Michael Thorton was his name. He was a big time lawyer in New York. He defended the bad guys. "Hmmm... imagine that," I thought with a snicker. I met him shortly after college in New York. Clowie, my best friend, and I decided to take a trip there after we graduated. We both always wanted to go just one time. Michael approached me when we were dining at Club twenty-one. It's a well known restaurant that has been around for nearly seventy-five years and is popular among everyone, including tourists. I thought he was the most handsome man I had ever seen. He was tall and had jet black hair. The thing about him I liked the most were his eyes. The most beautiful eyes I had ever seen. He was nearly eight years older than me, but that didn't matter. His charm immediately won me over. I was in shock when he came over to our table and started flirting with me. If he was going to talk to anyone at our table I would of figured it to be Clowie. Clowie is pretty, lots of fun, and just down right hard to resist. Don't get me wrong, I do my fair share of turning heads, but when it comes to conversation I get a big fat F.

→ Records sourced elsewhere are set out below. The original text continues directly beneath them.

//! Widget Context - manages widget state, FSM, and dirty tracking
//!
//! The WidgetContext provides:
//! - Widget registration with generational ids
//! - Typed per-widget state storage
//! - FSM-driven interaction states
//! - Event dispatch and handling
//! - Dirty tracking for incremental re-renders
//!
//! Widgets themselves are thin handles (id + configuration +
//! callbacks); everything mutable lives here, keyed by [`WidgetId`].

use std::any::Any;
use std::collections::HashSet;

use pinfield_core::events::{Event, EventDispatcher, EventType};
use pinfield_core::fsm::{EventId, StateMachine};
use slotmap::{Key, SlotMap};

use crate::widget::WidgetId;

/// Trait for widget state types
///
/// Any type that can be stored as widget state must implement this
/// trait; the `as_any` methods enable type-safe downcasting.
pub trait WidgetState: Send + 'static {
    /// Get self as Any for downcasting
    fn as_any(&self) -> &dyn Any;

    /// Get self as mutable Any for downcasting
    fn as_any_mut(&mut self) -> &mut dyn Any;
}

/// Blanket implementation for all types
impl<T: Send + 'static> WidgetState for T {
    fn as_any(&self) -> &dyn Any {
        self
    }

    fn as_any_mut(&mut self) -> &mut dyn Any {
        self
    }
}

/// Data stored for each registered widget
#[derive(Default)]
struct WidgetData {
    /// Optional FSM for interaction states
    fsm: Option<StateMachine>,
    /// Custom state (type-erased)
    state: Option<Box<dyn WidgetState>>,
}

/// Dirty tracking for incremental re-renders
#[derive(Default)]
pub struct DirtyTracker {
    dirty: HashSet<WidgetId>,
    /// Whether layout needs to be re-solved
    needs_layout: bool,
}

impl DirtyTracker {
    pub fn new() -> Self {
        Self::default()
    }

    /// Mark a widget as dirty (needs re-render)
    pub fn mark(&mut self, id: WidgetId) {
        self.dirty.insert(id);
    }

    /// Mark layout as needing a re-solve
    pub fn mark_layout(&mut self) {
        self.needs_layout = true;
    }

    pub fn is_dirty(&self, id: WidgetId) -> bool {
        self.dirty.contains(&id)
    }

    pub fn has_dirty(&self) -> bool {
        !self.dirty.is_empty()
    }

    pub fn needs_layout(&self) -> bool {
        self.needs_layout
    }

    /// Take all dirty widget ids (clears the set)
    pub fn take_dirty(&mut self) -> Vec<WidgetId> {
        self.dirty.drain().collect()
    }

    /// Clear all dirty flags
    pub fn clear_all(&mut self) {
        self.dirty.clear();
        self.needs_layout = false;
    }
}

/// The main widget context
///
/// Central coordinator for widget registration, state machines, event
/// dispatch, and dirty tracking. Not thread-safe by design: all state
/// transitions happen synchronously on the caller's thread.
#[derive(Default)]
pub struct WidgetContext {
    widgets: SlotMap<WidgetId, WidgetData>,
    dirty: DirtyTracker,
    /// Event dispatcher for per-widget handlers
    pub events: EventDispatcher,
}

impl WidgetContext {
    pub fn new() -> Self {
        Self::default()
    }

    // =========================================================================
    // Widget Registration
    // =========================================================================

    /// Register a new widget and get its id
    pub fn register_widget(&mut self) -> WidgetId {
        let id = self.widgets.insert(WidgetData::default());
        self.dirty.mark(id);
        id
    }

    /// Register a widget with a state machine
    pub fn register_widget_with_fsm(&mut self, fsm: StateMachine) -> WidgetId {
        let id = self.widgets.insert(WidgetData {
            fsm: Some(fsm),
            state: None,
        });
        self.dirty.mark(id);
        id
    }

    /// Unregister a widget, dropping its state and handlers
    pub fn unregister_widget(&mut self, id: WidgetId) {
        if self.widgets.remove(id).is_some() {
            self.events.unregister(id.data().as_ffi());
        }
    }

    /// Check if a widget is registered
    pub fn is_registered(&self, id: WidgetId) -> bool {
        self.widgets.contains_key(id)
    }

    // =========================================================================
    // State Machine Integration
    // =========================================================================

    /// Send an event to a widget's FSM
    ///
    /// Returns true if the FSM transitioned to a new state.
    pub fn send_fsm_event(&mut self, id: WidgetId, event: EventId) -> bool {
        if let Some(data) = self.widgets.get_mut(id) {
            if let Some(ref mut fsm) = data.fsm {
                if fsm.send(event) {
                    self.dirty.mark(id);
                    return true;
                }
            }
        }
        false
    }

    /// Get a widget's current FSM state
    pub fn get_fsm_state(&self, id: WidgetId) -> Option<u32> {
        self.widgets
            .get(id)
            .and_then(|d| d.fsm.as_ref())
            .map(|fsm| fsm.current_state())
    }

    // =========================================================================
    // Widget State
    // =========================================================================

    /// Set custom state for a widget
    pub fn set_widget_state<S: WidgetState>(&mut self, id: WidgetId, state: S) {
        if let Some(data) = self.widgets.get_mut(id) {
            data.state = Some(Box::new(state));
            self.dirty.mark(id);
        }
    }

    /// Get custom state for a widget (immutable)
    pub fn get_widget_state<S: 'static>(&self, id: WidgetId) -> Option<&S> {
        self.widgets
            .get(id)
            .and_then(|d| d.state.as_ref())
            .and_then(|s| (**s).as_any().downcast_ref())
    }

    /// Get custom state for a widget (mutable)
    pub fn get_widget_state_mut<S: 'static>(&mut self, id: WidgetId) -> Option<&mut S> {
        self.widgets
            .get_mut(id)
            .and_then(|d| d.state.as_mut())
            .and_then(|s| (**s).as_any_mut().downcast_mut())
    }

    // =========================================================================
    // Dirty Tracking
    // =========================================================================

    /// Mark a widget as needing re-render
    pub fn mark_dirty(&mut self, id: WidgetId) {
        self.dirty.mark(id);
    }

    /// Mark layout as needing a re-solve
    pub fn mark_layout(&mut self) {
        self.dirty.mark_layout();
    }

    pub fn is_dirty(&self, id: WidgetId) -> bool {
        self.dirty.is_dirty(id)
    }

    pub fn has_dirty(&self) -> bool {
        self.dirty.has_dirty()
    }

    pub fn needs_layout(&self) -> bool {
        self.dirty.needs_layout()
    }

    /// Take all dirty widget ids (clears the set)
    pub fn take_dirty(&mut self) -> Vec<WidgetId> {
        self.dirty.take_dirty()
    }

    /// Clear all dirty flags (call after rendering)
    pub fn clear_dirty(&mut self) {
        self.dirty.clear_all();
    }

    /// Get the dirty tracker
    pub fn dirty_tracker(&self) -> &DirtyTracker {
        &self.dirty
    }

    // =========================================================================
    // Event Handling
    // =========================================================================

    /// Dispatch an event to a widget's FSM and registered handlers
    pub fn dispatch_event(&mut self, id: WidgetId, event: &Event) {
        self.send_fsm_event(id, event.event_type);

        let mut routed = event.clone();
        routed.target = id.data().as_ffi();
        self.events.dispatch(&routed);
    }

    /// Register an event handler for a widget
    pub fn on_event<F>(&mut self, id: WidgetId, event_type: EventType, handler: F)
    where
        F: Fn(&Event) + Send + Sync + 'static,
    {
        self.events
            .register(id.data().as_ffi(), event_type, handler);
    }
}

#[cfg(test)]
mod tests {
    use super::*;
    use pinfield_core::events::event_types;

    #[derive(Debug)]
    struct TestState {
        value: i32,
    }

    #[test]
    fn test_widget_registration() {
        let mut ctx = WidgetContext::new();
        let id1 = ctx.register_widget();
        let id2 = ctx.register_widget();

        assert!(ctx.is_registered(id1));
        assert!(ctx.is_registered(id2));
        assert_ne!(id1, id2);

        ctx.unregister_widget(id1);
        assert!(!ctx.is_registered(id1));
        assert!(ctx.is_registered(id2));
    }

    #[test]
    fn test_widget_state_storage() {
        let mut ctx = WidgetContext::new();
        let id = ctx.register_widget();

        ctx.set_widget_state(id, TestState { value: 42 });

        let state = ctx.get_widget_state::<TestState>(id);
        assert!(state.is_some(), "State should be retrievable");
        assert_eq!(state.unwrap().value, 42);

        let state_mut = ctx.get_widget_state_mut::<TestState>(id);
        state_mut.unwrap().value = 100;

        let state = ctx.get_widget_state::<TestState>(id);
        assert_eq!(state.unwrap().value, 100);
    }

    #[test]
    fn test_fsm_integration() {
        const IDLE: u32 = 0;
        const FOCUSED: u32 = 1;

        let mut ctx = WidgetContext::new();
        let fsm = StateMachine::builder(IDLE)
            .on(IDLE, event_types::FOCUS, FOCUSED)
            .on(FOCUSED, event_types::BLUR, IDLE)
            .build();
        let id = ctx.register_widget_with_fsm(fsm);
        ctx.clear_dirty();

        assert_eq!(ctx.get_fsm_state(id), Some(IDLE));

        assert!(ctx.send_fsm_event(id, event_types::FOCUS));
        assert_eq!(ctx.get_fsm_state(id), Some(FOCUSED));
        assert!(ctx.is_dirty(id));

        // Event with no transition does not mark dirty
        ctx.clear_dirty();
        assert!(!ctx.send_fsm_event(id, event_types::POINTER_UP));
        assert!(!ctx.is_dirty(id));
    }

    #[test]
    fn test_dirty_tracking() {
        let mut ctx = WidgetContext::new();
        let id1 = ctx.register_widget();
        let id2 = ctx.register_widget();

        ctx.clear_dirty();
        assert!(!ctx.has_dirty());

        ctx.mark_dirty(id1);
        assert!(ctx.has_dirty());
        assert!(ctx.is_dirty(id1));
        assert!(!ctx.is_dirty(id2));

        let dirty = ctx.take_dirty();
        assert_eq!(dirty, vec![id1]);
        assert!(!ctx.has_dirty());
    }

    #[test]
    fn test_event_handler_routing() {
        use std::sync::atomic::{AtomicUsize, Ordering};
        use std::sync::Arc;

        let mut ctx = WidgetContext::new();
        let id = ctx.register_widget();

        let count = Arc::new(AtomicUsize::new(0));
        let c = count.clone();
        ctx.on_event(id, event_types::FOCUS, move |_| {
            c.fetch_add(1, Ordering::SeqCst);
        });

        ctx.dispatch_event(id, &Event::focus());
        assert_eq!(count.load(Ordering::SeqCst), 1);

        // Unregistering drops the handler
        ctx.unregister_widget(id);
        ctx.dispatch_event(id, &Event::focus());
        assert_eq!(count.load(Ordering::SeqCst), 1);
    }
}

Clowie was my good friend all through college. We immediately clicked when we first met. I always found that strange because we are complete opposites. Clowie is average height, dark hair, and brown eyes with a vivacious personality and endless energy. I'm just a little taller with blond hair, blue eyes, and a complete bore. "And they say blonde's have more fun," I thought as I laughed to myself. I've always been secluded and pretty secretive of my feelings. My old high school boyfriend considered me too complicated for him before he broke it off with me. I tend to stress and worry a little too much. When Clowie is around she is like my "relaxer" and that's what I love about her the most. We both graduated from Sam Houston State University. An excellent college in Huntsville, Texas. Huntsville is the most beautiful place. It's full of forests, lakes, and ranch lands with only a population of about thirty-five thousand. I went to the university in Huntsville because that is where I grew up on my grandmothers ranch. I didn't want to go to school far from home.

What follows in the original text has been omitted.